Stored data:

★ ★ ★ ★ ★

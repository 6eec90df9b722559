use axum::{
    http::StatusCode,
    response::{IntoResponse, Response},
    Json,
};
use sentinel_core::SentinelError;
use serde_json::json;
use tracing::error;

#[derive(Debug, thiserror::Error)]
pub enum ApiError {
    #[error("模拟平台错误: {0}")]
    Sentinel(#[from] SentinelError),

    #[error("验证错误: {0}")]
    Validation(#[from] validator::ValidationErrors),

    #[error("请求参数错误: {0}")]
    BadRequest(String),

    #[error("未找到资源: {0}")]
    NotFound(String),

    #[error("内部服务器错误: {0}")]
    Internal(String),
}

impl ApiError {
    /// 取第一条校验错误的提示信息
    fn first_validation_message(errors: &validator::ValidationErrors) -> String {
        let mut fields: Vec<_> = errors.field_errors().into_iter().collect();
        fields.sort_by(|a, b| a.0.cmp(&b.0));
        fields
            .into_iter()
            .flat_map(|(field, errors)| {
                errors.iter().map(move |e| match &e.message {
                    Some(message) => message.to_string(),
                    None => format!("{field}: {}", e.code),
                })
            })
            .next()
            .unwrap_or_else(|| "请求参数验证失败".to_string())
    }
}

impl IntoResponse for ApiError {
    fn into_response(self) -> Response {
        let (status, message) = match &self {
            ApiError::Sentinel(SentinelError::InvalidInput(msg)) => {
                (StatusCode::BAD_REQUEST, msg.clone())
            }
            ApiError::Sentinel(SentinelError::ProductNotFound { .. }) => {
                (StatusCode::NOT_FOUND, "Product not found".to_string())
            }
            ApiError::Sentinel(e) if e.is_not_found() => (StatusCode::NOT_FOUND, e.to_string()),
            ApiError::Sentinel(e) => {
                error!("请求处理失败: {}", e);
                (StatusCode::INTERNAL_SERVER_ERROR, "系统内部错误".to_string())
            }
            ApiError::Validation(errors) => (
                StatusCode::BAD_REQUEST,
                Self::first_validation_message(errors),
            ),
            ApiError::BadRequest(msg) => (StatusCode::BAD_REQUEST, msg.clone()),
            ApiError::NotFound(msg) => (StatusCode::NOT_FOUND, msg.clone()),
            ApiError::Internal(msg) => {
                error!("请求处理失败: {}", msg);
                (StatusCode::INTERNAL_SERVER_ERROR, msg.clone())
            }
        };

        let body = Json(json!({
            "message": message,
            "code": status.as_u16(),
        }));

        (status, body).into_response()
    }
}

pub type ApiResult<T> = Result<T, ApiError>;
use serde::{Deserialize, Serialize};

/// 集群节点
#[derive(Debug, Clone, PartialEq, Serialize, Deserialize)]
#[serde(rename_all = "camelCase")]
pub struct Node {
    pub id: i64,
    pub name: String,
    pub region: String,
    pub status: NodeStatus,
    /// CPU使用率，0-100
    pub cpu_usage: i32,
    /// 内存使用率，0-100
    pub memory_usage: i32,
    pub is_master: bool,
}

/// 节点状态
#[derive(Debug, Clone, Copy, PartialEq, Eq, Hash, Serialize, Deserialize)]
pub enum NodeStatus {
    Ready,
    NotReady,
    Unknown,
}

text_enum!(NodeStatus {
    Ready => "Ready",
    NotReady => "NotReady",
    Unknown => "Unknown",
});

/// 待创建的节点
#[derive(Debug, Clone, PartialEq)]
pub struct NewNode {
    pub name: String,
    pub region: String,
    pub status: NodeStatus,
    pub cpu_usage: i32,
    pub memory_usage: i32,
    pub is_master: bool,
}

impl NewNode {
    /// 创建工作节点
    pub fn worker(name: impl Into<String>, region: impl Into<String>) -> Self {
        Self {
            name: name.into(),
            region: region.into(),
            status: NodeStatus::Ready,
            cpu_usage: 0,
            memory_usage: 0,
            is_master: false,
        }
    }

    /// 创建控制平面节点
    pub fn master(name: impl Into<String>, region: impl Into<String>) -> Self {
        Self {
            is_master: true,
            ..Self::worker(name, region)
        }
    }
}

impl Node {
    pub fn from_new(id: i64, new_node: &NewNode) -> Self {
        Self {
            id,
            name: new_node.name.clone(),
            region: new_node.region.clone(),
            status: new_node.status,
            cpu_usage: new_node.cpu_usage.clamp(0, 100),
            memory_usage: new_node.memory_usage.clamp(0, 100),
            is_master: new_node.is_master,
        }
    }

    pub fn is_ready(&self) -> bool {
        matches!(self.status, NodeStatus::Ready)
    }
}

#[cfg(test)]
mod tests {
    use super::*;

    #[test]
    fn test_master_node_builder() {
        let master = NewNode::master("control-plane-1", "us-east-1a");
        assert!(master.is_master);
        assert_eq!(master.status, NodeStatus::Ready);

        let node = Node::from_new(3, &master);
        assert_eq!(node.id, 3);
        assert!(node.is_ready());
    }

    #[test]
    fn test_usage_is_clamped() {
        let mut new_node = NewNode::worker("worker-pool-1", "us-east-1a");
        new_node.cpu_usage = 140;
        new_node.memory_usage = -3;

        let node = Node::from_new(1, &new_node);
        assert_eq!(node.cpu_usage, 100);
        assert_eq!(node.memory_usage, 0);
    }

    #[test]
    fn test_node_serializes_camel_case() {
        let node = Node::from_new(1, &NewNode::worker("worker-pool-1", "us-east-1a"));
        let json = serde_json::to_value(&node).unwrap();
        assert_eq!(json["isMaster"], false);
        assert_eq!(json["cpuUsage"], 0);
        assert_eq!(json["status"], "Ready");
    }
}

★ ★ ★ ★ ★

EXERCISE DIRECTIONS: Give back exactly the lines from the beginning of the records through the line containing "errors.iter().map(move |e| match", and only those.

REPLY:
repository 6eec90df9b722559
use axum::{
    http::StatusCode,
    response::{IntoResponse, Response},
    Json,
};
use sentinel_core::SentinelError;
use serde_json::json;
use tracing::error;

#[derive(Debug, thiserror::Error)]
pub enum ApiError {
    #[error("模拟平台错误: {0}")]
    Sentinel(#[from] SentinelError),

    #[error("验证错误: {0}")]
    Validation(#[from] validator::ValidationErrors),

    #[error("请求参数错误: {0}")]
    BadRequest(String),

    #[error("未找到资源: {0}")]
    NotFound(String),

    #[error("内部服务器错误: {0}")]
    Internal(String),
}

impl ApiError {
    /// 取第一条校验错误的提示信息
    fn first_validation_message(errors: &validator::ValidationErrors) -> String {
        let mut fields: Vec<_> = errors.field_errors().into_iter().collect();
        fields.sort_by(|a, b| a.0.cmp(&b.0));
        fields
            .into_iter()
            .flat_map(|(field, errors)| {
                errors.iter().map(move |e| match &e.message {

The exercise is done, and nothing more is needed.